Remembering when “Oh Give Me A Home” was about Cowboys

ratty RV

Let’s say you own a car. A really nice car with leather interior, state-of-the-art sound system, every luxury imaginable.  It cost $145-million, but it doesn’t run.  It’s completely broken down.

What would you do?

Spend $290-million to fix it or get a new one?

Look around Seattle and you’d have a hard time convincing me that the city spends $145-million of your tax dollars in services for the homeless.  Blue tarps, encampments, ratty RV’s, panhandlers, people who you thought only lived in Pioneer Square, are now in grocery store lots and street corners close to your home.

What happened?

I’m having a hard time with this one, because it seems the more services that are offered, the less help it’s providing.  The city is great about documenting all of our information so that if we can’t pay a water bill or garbage bill—oh, yeah, you’ll hear about it.
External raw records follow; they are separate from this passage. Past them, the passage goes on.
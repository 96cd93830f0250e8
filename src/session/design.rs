use crate::clarify::apply::{Answer, Answers, apply_clarifications};
use crate::clarify::questions::{ClarificationQuestion, build_questions};
use crate::encode::payload::{DevicePayload, SegmentEffect, encode_pixels, encode_segment};
use crate::foundation::error::{LuminaError, LuminaResult};
use crate::foundation::opts::EngineOpts;
use crate::lower::intent::lower_intent;
use crate::model::group::LedColorGroup;
use crate::model::intent::DesignIntent;
use crate::model::roofline::RooflineConfiguration;
use crate::parse::assemble::parse_intent;
use crate::solve::constraints::{SolveReport, solve};
use crate::transport::command::BridgeCommand;
use crate::transport::retry::{DeliveryReport, DeviceTransport, deliver};
use crate::transport::store::{DesignStore, StoredDesign};
use serde::{Deserialize, Serialize};

/// Upper bound on question rounds in [`DesignSession::resolve_with`].
const MAX_ROUNDS: usize = 8;

/// Obtains answers from a person.
///
/// Returning `None` abandons the round; the session keeps its intent as it was before the
/// round started.
pub trait ClarificationResponder {
    fn respond(&mut self, questions: &[ClarificationQuestion]) -> Option<Answers>;
}

impl<F> ClarificationResponder for F
where
    F: FnMut(&[ClarificationQuestion]) -> Option<Answers>,
{
    fn respond(&mut self, questions: &[ClarificationQuestion]) -> Option<Answers> {
        self(questions)
    }
}

/// Answers every question with its recommended option.
#[derive(Debug, Default, Clone, Copy)]
pub struct AcceptRecommended;

impl ClarificationResponder for AcceptRecommended {
    fn respond(&mut self, questions: &[ClarificationQuestion]) -> Option<Answers> {
        Some(
            questions
                .iter()
                .filter_map(|q| {
                    let option = q.recommended()?;
                    Some((q.id.clone(), Answer::from(option.id.as_str())))
                })
                .collect(),
        )
    }
}

/// How [`DesignSession::resolve_with`] ended.
#[derive(Debug, Clone, Copy, PartialEq, Eq)]
pub enum ResolveOutcome {
    /// No ambiguities remain.
    Resolved,
    /// The responder gave up.
    Abandoned { remaining: usize },
    /// A round of answers removed nothing, or the round limit was hit.
    Stalled { remaining: usize },
}

/// Which payload form to produce.
#[derive(Debug, Clone, Copy, PartialEq, Eq, Default, Serialize, Deserialize)]
#[serde(rename_all = "camelCase")]
pub enum PayloadForm {
    /// Explicit per-pixel colors.
    #[default]
    Pixels,
    /// Segment colors plus a device effect.
    Segment,
}

/// Parse, check, clarify and lower one design against one installation.
///
/// Each step replaces the session's intent with a new value; nothing is mutated in place.
#[derive(Debug, Clone)]
pub struct DesignSession {
    config: Option<RooflineConfiguration>,
    opts: EngineOpts,
    intent: Option<DesignIntent>,
}

impl DesignSession {
    pub fn new(config: Option<RooflineConfiguration>, opts: EngineOpts) -> Self {
        Self {
            config,
            opts,
            intent: None,
        }
    }

    /// Session resuming an existing intent.
    pub fn with_intent(
        config: Option<RooflineConfiguration>,
        opts: EngineOpts,
        intent: DesignIntent,
    ) -> Self {
        Self {
            config,
            opts,
            intent: Some(intent),
        }
    }

    pub fn config(&self) -> Option<&RooflineConfiguration> {
        self.config.as_ref()
    }

    pub fn opts(&self) -> &EngineOpts {
        &self.opts
    }

    /// Current intent, if anything has been parsed.
    pub fn intent(&self) -> Option<&DesignIntent> {
        self.intent.as_ref()
    }

    fn current(&self) -> LuminaResult<&DesignIntent> {
        self.intent
            .as_ref()
            .ok_or_else(|| LuminaError::validation("no design has been parsed"))
    }

    fn roofline(&self) -> LuminaResult<&RooflineConfiguration> {
        self.config
            .as_ref()
            .ok_or_else(|| LuminaError::validation("no roofline configuration loaded"))
    }

    /// Parse `text`, replacing any current intent.
    pub fn parse(&mut self, text: &str) -> &DesignIntent {
        let intent = parse_intent(text, self.config.as_ref(), &self.opts);
        self.intent.insert(intent)
    }

    /// Run the solver and fold what it found back into the intent.
    pub fn check(&mut self) -> LuminaResult<SolveReport> {
        let intent = self.current()?;
        let report = solve(intent, self.roofline()?, &self.opts);
        let annotated = report.annotate(intent, &self.opts.confidence);
        self.intent = Some(annotated);
        Ok(report)
    }

    /// Questions for every outstanding ambiguity; empty when nothing is parsed.
    pub fn questions(&self) -> Vec<ClarificationQuestion> {
        match &self.intent {
            Some(intent) => build_questions(intent, self.config.as_ref(), &self.opts),
            None => Vec::new(),
        }
    }

    /// Apply answers to the current questions.
    pub fn answer(&mut self, answers: &Answers) -> LuminaResult<&DesignIntent> {
        let intent = self.current()?;
        let questions = build_questions(intent, self.config.as_ref(), &self.opts);
        let next = apply_clarifications(intent, &questions, answers, &self.opts);
        Ok(self.intent.insert(next))
    }

    /// Put questions to `responder` until the intent is resolved, the responder abandons, or a
    /// round makes no progress.
    #[tracing::instrument(skip_all)]
    pub fn resolve_with<R: ClarificationResponder + ?Sized>(
        &mut self,
        responder: &mut R,
    ) -> LuminaResult<ResolveOutcome> {
        for round in 0..MAX_ROUNDS {
            let before = self.current()?.ambiguities().len();
            if before == 0 {
                return Ok(ResolveOutcome::Resolved);
            }
            let questions = self.questions();
            let Some(answers) = responder.respond(&questions) else {
                tracing::debug!(round, remaining = before, "clarification abandoned");
                return Ok(ResolveOutcome::Abandoned { remaining: before });
            };
            let after = self.answer(&answers)?.ambiguities().len();
            tracing::debug!(round, before, after, "clarification round");
            if after == 0 {
                return Ok(ResolveOutcome::Resolved);
            }
            if after >= before {
                return Ok(ResolveOutcome::Stalled { remaining: after });
            }
        }
        Ok(ResolveOutcome::Stalled {
            remaining: self.current()?.ambiguities().len(),
        })
    }

    /// Pixel groups covering the whole installation.
    pub fn lower(&self) -> LuminaResult<Vec<LedColorGroup>> {
        Ok(lower_intent(self.current()?, self.roofline()?))
    }

    pub fn pixel_payload(&self) -> LuminaResult<DevicePayload> {
        let config = self.roofline()?;
        let groups = lower_intent(self.current()?, config);
        Ok(encode_pixels(
            &groups,
            Some(config.total_pixel_count()),
            &self.opts.output,
        ))
    }

    pub fn segment_payload(&self) -> LuminaResult<DevicePayload> {
        let effect = SegmentEffect::from_intent(self.current()?);
        Ok(encode_segment(
            &effect,
            self.roofline()?.total_pixel_count(),
            &self.opts.output,
        ))
    }

    pub fn payload(&self, form: PayloadForm) -> LuminaResult<DevicePayload> {
        match form {
            PayloadForm::Pixels => self.pixel_payload(),
            PayloadForm::Segment => self.segment_payload(),
        }
    }

    /// Encode the design and send it to the controller at `controller_ip`.
    pub fn send<T: DeviceTransport + ?Sized>(
        &self,
        transport: &mut T,
        controller_ip: &str,
        form: PayloadForm,
    ) -> LuminaResult<DeliveryReport> {
        let command = BridgeCommand::set_state(controller_ip, &self.payload(form)?)?;
        Ok(deliver(transport, &command, &self.opts.transport.retry))
    }

    /// Persist the current intent under `design_id`.
    pub fn save<S: DesignStore + ?Sized>(
        &self,
        store: &mut S,
        user_id: &str,
        design_id: &str,
        name: &str,
    ) -> LuminaResult<()> {
        let design = StoredDesign::new(design_id, name, self.current()?.clone());
        store.save(user_id, design)
    }

    /// Replace the current intent with a stored one. Returns `false` when it does not exist.
    pub fn load<S: DesignStore + ?Sized>(
        &mut self,
        store: &S,
        user_id: &str,
        design_id: &str,
    ) -> LuminaResult<bool> {
        match store.load(user_id, design_id)? {
            Some(design) => {
                self.intent = Some(design.intent);
                Ok(true)
            }
            None => Ok(false),
        }
    }
}

#[cfg(test)]
#[path = "../../tests/unit/session/design.rs"]
mod tests;
pub(crate) mod constraints;
pub(crate) mod spacing;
But $145-million tax dollars are supporting the current non-working scenario.  Tuesday night, the mayor went on the city cable channel and revealed his new plan. He’d like twice that amount–$290-million—and THAT will fix the problem.

KIRO talker Dori Monson pushes the idea of the city selling the land all these tent cities being pushed on neighborhoods and build a structure, a housing facility…where counseling, job-training and addiction therapy can take place. Their afternoon team of Ron & Don are doing a fantastic job of bringing the issue to the front lines.

Besides soft-peddling milk-toast solutions to the homeless, Seattle is also going down a dangerous path of selectively enforcing laws.  Are those encampments legal or not?  Doesn’t the state, or the city or the county own that property?  Why couldn’t I go to some unused land and start up a restaurant or a business?  That would be shut down in seconds. I would be trespassing.  Yeah, the t-word.  Remember when that was illegal?

I’ve heard some suggestions about what to do. I’ll combine those with some of my own touches:

1)      Go through every homeless camp and remove those who want to be helped.  Those who stay remain do so at their own peril and will be subject to every single law on the books.  Last time I checked, illegal drugs were, well, illegal. That’s how they got their name.  Remember charges like “possession”?

2)      Bring in the National Guard and use them to go through the rougher areas.  Combine police with social agencies that can actually get these people help.  Let them all know the free ride and the lack of caring is over.

3)      Not from the area?  Came here because you heard how Seattle and various community groups coddle the homeless?  Here’s your bus ticket back home.  And a police escort to make sure you use it.

Imagine Seattle as your home.  Well, it is…but I mean, your house.  Someone you don’t know moves into that extra bedroom and things start disappearing from around the house.  Needles are found on the ground.  You’re afraid to go to that room.  How in the world do you rationalize it in your head to make that OK?

But we have, on an embarrassingly large scale.

Seattle has already spent over a billion dollars on a campaign over the past decade to solve the homelessness problem. Seriously, it was “The Campaign to End Homelessness.”  And it’s done nothing but make it worse.  Enough that Mayor Murray recently declared a state of emergency in the Emerald City.

People can be down on their luck.  For those who need the support of their community to turn things around, I’m all for it.  But to enable those who have given up and made their bad choices our problem, how does that seem fair?

Homelessness is ugly, unfortunate and affects all of us.  A real solution is needed.  I’m not the expert, I just have a pair of eyes that have witnessed a lot of expensive efforts that seem to be worsening the problem, not fixing it.

Elect leaders that bring a real solution to this problem.  Please.